[Saved entries]
+ + +

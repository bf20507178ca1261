//! Quality-stratified error profiling of SAM records.
//!
//! [`ErrorProfiler`] owns all state of one profiling pass: the count tables, the set of
//! reads already seen, reference lengths from the header and the optional stitch index.
//! Records are processed one at a time. Problems confined to one record are logged and the
//! record is skipped; a quality value outside the configured range aborts the pass.

use ahash::{AHashMap, AHashSet};
use anyhow::Context;
use log::{debug, warn};
use noodles::sam;
use std::io::BufRead;

use errprof_metrics::{ErrorProfile, ProfileBucket, SkipCounts, SkipReason};
use errprof_sam::{AlignmentRecord, Classification, FormatError, MD_TAG, classify};

use crate::errors::{ErrprofError, Result};
use crate::progress::ProgressTracker;
use crate::stitch::{StitchBucket, StitchIndex};
use crate::window::{MateLengths, WindowMode, resolve_window};

/// Offset of the Sanger (Phred+33) quality encoding.
pub const QUALITY_OFFSET: u8 = 33;

/// Default highest quality value tabulated.
pub const DEFAULT_MAX_QUALITY: u8 = 40;

/// Settings for a profiling pass.
#[derive(Debug, Clone, PartialEq, Eq)]
pub struct ProfilerConfig {
    /// Original mate lengths defining the informative window, if known
    pub mate_lengths: Option<MateLengths>,
    /// How the informative window is derived
    pub window_mode: WindowMode,
    /// Highest quality value tabulated; higher values are fatal
    pub max_quality: u8,
    /// Key of the difference-string tag
    pub diff_tag: [u8; 2],
}

impl Default for ProfilerConfig {
    fn default() -> Self {
        Self {
            mate_lengths: None,
            window_mode: WindowMode::default(),
            max_quality: DEFAULT_MAX_QUALITY,
            diff_tag: MD_TAG,
        }
    }
}

/// Record counts of a profiling pass.
#[derive(Debug, Clone, Default, PartialEq, Eq)]
pub struct ProfileStats {
    /// Alignment lines read
    pub records_read: u64,
    /// Records whose bases were counted
    pub records_analyzed: u64,
    /// Records not counted, by reason
    pub skipped: SkipCounts,
}

/// What happened to one record.
#[derive(Debug, Clone, Copy, PartialEq, Eq)]
pub enum RecordOutcome {
    /// Every base was counted
    Analyzed,
    /// The record was not counted
    Skipped(SkipReason),
}

/// Reads the raw `@` header lines at the start of a SAM stream, leaving the reader
/// positioned at the first alignment line.
///
/// # Errors
/// Returns an error if reading fails
pub fn read_raw_header<R: BufRead>(reader: &mut R) -> anyhow::Result<Vec<u8>> {
    let mut raw = Vec::new();
    while reader.fill_buf().context("Failed to read SAM header")?.first() == Some(&b'@') {
        reader.read_until(b'\n', &mut raw).context("Failed to read SAM header")?;
    }
    Ok(raw)
}

/// Parses raw header lines with the noodles SAM reader.
///
/// # Errors
/// Returns an error if the header is not valid SAM
pub fn parse_header(raw: &[u8]) -> anyhow::Result<sam::Header> {
    let header = sam::io::Reader::new(raw).read_header().context("Failed to parse SAM header")?;
    Ok(header)
}

/// Reads and parses the `@` header lines at the start of a SAM stream, leaving the reader
/// positioned at the first alignment line.
///
/// # Errors
/// Returns an error if the header cannot be read or parsed
pub fn read_header<R: BufRead>(reader: &mut R) -> anyhow::Result<sam::Header> {
    let raw = read_raw_header(reader)?;
    parse_header(&raw)
}

/// State of one error-profiling pass.
#[derive(Debug)]
pub struct ErrorProfiler {
    config: ProfilerConfig,
    stitch: Option<StitchIndex>,
    reference_lengths: AHashMap<String, usize>,
    seen: AHashSet<(String, u16)>,
    profile: ErrorProfile,
    stats: ProfileStats,
}

impl ErrorProfiler {
    /// Creates a profiler. Supplying a stitch index enables one table per stitch outcome.
    #[must_use]
    pub fn new(config: ProfilerConfig, stitch: Option<StitchIndex>) -> Self {
        let profile = ErrorProfile::new(config.max_quality);
        Self {
            config,
            stitch,
            reference_lengths: AHashMap::new(),
            seen: AHashSet::new(),
            profile,
            stats: ProfileStats::default(),
        }
    }

    /// Records the reference sequence lengths declared in a header.
    pub fn set_reference_lengths(&mut self, header: &sam::Header) {
        self.reference_lengths = header
            .reference_sequences()
            .iter()
            .map(|(name, reference)| (name.to_string(), reference.length().get()))
            .collect();
        debug!("Loaded lengths of {} reference sequences", self.reference_lengths.len());
    }

    /// True when counts are split by stitch outcome.
    #[must_use]
    pub fn is_multi_bucket(&self) -> bool {
        self.stitch.is_some()
    }

    /// The buckets that are reported, in report order.
    #[must_use]
    pub fn buckets(&self) -> &'static [ProfileBucket] {
        if self.is_multi_bucket() { &ProfileBucket::ALL } else { &[ProfileBucket::Unstitched] }
    }

    /// Counts gathered so far.
    #[must_use]
    pub fn profile(&self) -> &ErrorProfile {
        &self.profile
    }

    /// Record statistics gathered so far.
    #[must_use]
    pub fn stats(&self) -> &ProfileStats {
        &self.stats
    }

    /// Consumes the profiler, returning the counts and statistics.
    #[must_use]
    pub fn finish(self) -> (ErrorProfile, ProfileStats) {
        (self.profile, self.stats)
    }

    /// Processes a SAM stream: the header, then every alignment line.
    ///
    /// Only `@SQ` lengths are taken from the header. A header that noodles rejects is logged
    /// and ignored, in which case alignment ends are not checked against the reference.
    ///
    /// # Errors
    /// Returns an error on I/O failure or a quality value outside the configured range
    pub fn run<R: BufRead>(&mut self, mut reader: R) -> anyhow::Result<()> {
        let raw = read_raw_header(&mut reader)?;
        match parse_header(&raw) {
            Ok(header) => self.set_reference_lengths(&header),
            Err(e) => warn!("Ignoring SAM header, reference ends will not be checked: {e:#}"),
        }

        let mut progress = ProgressTracker::new("Processed records");
        let mut line = Vec::new();
        loop {
            line.clear();
            if reader.read_until(b'\n', &mut line).context("Failed to read SAM record")? == 0 {
                break;
            }
            let record = line.strip_suffix(b"\n").unwrap_or(&line);
            let record = record.strip_suffix(b"\r").unwrap_or(record);
            if record.is_empty() || record.first() == Some(&b'@') {
                continue;
            }
            self.process_bytes(record)?;
            progress.record(1);
        }
        progress.log_final();
        Ok(())
    }

    /// Processes one alignment line given as raw bytes. Lines that are not valid UTF-8 are
    /// skipped as malformed.
    ///
    /// # Errors
    /// Returns [`ErrprofError::QualityOutOfRange`] if a base quality exceeds the configured
    /// range.
    pub fn process_bytes(&mut self, line: &[u8]) -> Result<RecordOutcome> {
        match std::str::from_utf8(line) {
            Ok(line) => self.process_line(line),
            Err(e) => {
                self.stats.records_read += 1;
                warn!("Skipping SAM record {} with invalid UTF-8: {e}", self.stats.records_read);
                Ok(self.skip(SkipReason::MalformedRecord))
            }
        }
    }

    /// Parses and processes one alignment line.
    ///
    /// # Errors
    /// Returns [`ErrprofError::QualityOutOfRange`] if a base quality exceeds the configured
    /// range. Malformed lines are skipped, not returned as errors.
    pub fn process_line(&mut self, line: &str) -> Result<RecordOutcome> {
        match AlignmentRecord::parse(line) {
            Ok(record) => self.process_record(&record),
            Err(e) => {
                self.stats.records_read += 1;
                warn!("Skipping poorly formatted SAM record {}: {e}", self.stats.records_read);
                Ok(self.skip(SkipReason::from(&e)))
            }
        }
    }

    /// Processes one parsed record.
    ///
    /// # Errors
    /// Returns [`ErrprofError::QualityOutOfRange`] if a base quality exceeds the configured
    /// range.
    pub fn process_record(&mut self, record: &AlignmentRecord<'_>) -> Result<RecordOutcome> {
        self.stats.records_read += 1;

        if record.is_filtered() {
            return Ok(self.skip(SkipReason::NotPrimaryAlignment));
        }

        let segment = record.segment_bits();
        if !self.seen.insert((record.name().to_string(), segment)) {
            warn!("Skipping duplicate for read {}, {}", record.name(), segment);
            return Ok(self.skip(SkipReason::DuplicateRead));
        }

        let (classification, qualities) = match self.classify(record) {
            Ok(classified) => classified,
            Err(e) => {
                warn!("Skipping read {}: {e}", record.name());
                return Ok(self.skip(SkipReason::from(&e)));
            }
        };

        self.count_bases(record, &classification, qualities)?;
        self.stats.records_analyzed += 1;
        Ok(RecordOutcome::Analyzed)
    }

    fn skip(&mut self, reason: SkipReason) -> RecordOutcome {
        self.stats.skipped.increment(reason);
        RecordOutcome::Skipped(reason)
    }

    /// Builds the per-base classification and checks the record against the header.
    fn classify<'r>(
        &self,
        record: &AlignmentRecord<'r>,
    ) -> errprof_sam::Result<(Classification, &'r [u8])> {
        let classification = classify(record, self.config.diff_tag)?;
        let qualities = record.require_quality_scores()?;

        if let (Some(start), Some(&length)) =
            (record.alignment_start(), self.reference_lengths.get(record.reference_name()))
        {
            let end = usize::from(start)
                .checked_add(classification.reference_length.saturating_sub(1))
                .ok_or_else(|| FormatError::InvalidCigar { cigar: record.cigar().to_string() })?;
            if end > length {
                return Err(FormatError::PastReferenceEnd {
                    reference: record.reference_name().to_string(),
                    end,
                    length,
                });
            }
        }

        Ok((classification, qualities))
    }

    fn count_bases(
        &mut self,
        record: &AlignmentRecord<'_>,
        classification: &Classification,
        qualities: &[u8],
    ) -> Result<()> {
        let max_quality = self.config.max_quality;
        for (position, &q) in qualities.iter().enumerate() {
            let quality = i16::from(q) - i16::from(QUALITY_OFFSET);
            if quality < 0 || quality > i16::from(max_quality) {
                return Err(ErrprofError::QualityOutOfRange {
                    quality,
                    max_quality,
                    read: record.name().to_string(),
                    position,
                });
            }
        }

        let diffs = &classification.diffs;
        let window = resolve_window(
            diffs.len(),
            self.config.mate_lengths,
            record.is_reverse(),
            record.is_last_segment(),
            self.config.window_mode,
        );
        let overlay = self
            .stitch
            .as_ref()
            .map(|index| index.overlay(record.name(), record.is_reverse(), diffs.len()));

        for (position, (class, &q)) in diffs.iter().zip(qualities).enumerate() {
            let bucket = match &overlay {
                Some(overlay) if window.contains(position) => {
                    overlay[position].map_or(ProfileBucket::Unstitched, StitchBucket::profile_bucket)
                }
                _ => ProfileBucket::Unstitched,
            };
            self.profile.table_mut(bucket).increment(q - QUALITY_OFFSET, class);
        }
        Ok(())
    }
}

+ + +

WHAT IS NEEDED
Exact reproduction is required: output the lines from the start of the entries above through the line with "for a profiling pass.".

RESPONSE TO THE TASK
repository bf20507178ca1261
//! Quality-stratified error profiling of SAM records.
//!
//! [`ErrorProfiler`] owns all state of one profiling pass: the count tables, the set of
//! reads already seen, reference lengths from the header and the optional stitch index.
//! Records are processed one at a time. Problems confined to one record are logged and the
//! record is skipped; a quality value outside the configured range aborts the pass.

use ahash::{AHashMap, AHashSet};
use anyhow::Context;
use log::{debug, warn};
use noodles::sam;
use std::io::BufRead;

use errprof_metrics::{ErrorProfile, ProfileBucket, SkipCounts, SkipReason};
use errprof_sam::{AlignmentRecord, Classification, FormatError, MD_TAG, classify};

use crate::errors::{ErrprofError, Result};
use crate::progress::ProgressTracker;
use crate::stitch::{StitchBucket, StitchIndex};
use crate::window::{MateLengths, WindowMode, resolve_window};

/// Offset of the Sanger (Phred+33) quality encoding.
pub const QUALITY_OFFSET: u8 = 33;

/// Default highest quality value tabulated.
pub const DEFAULT_MAX_QUALITY: u8 = 40;

/// Settings for a profiling pass.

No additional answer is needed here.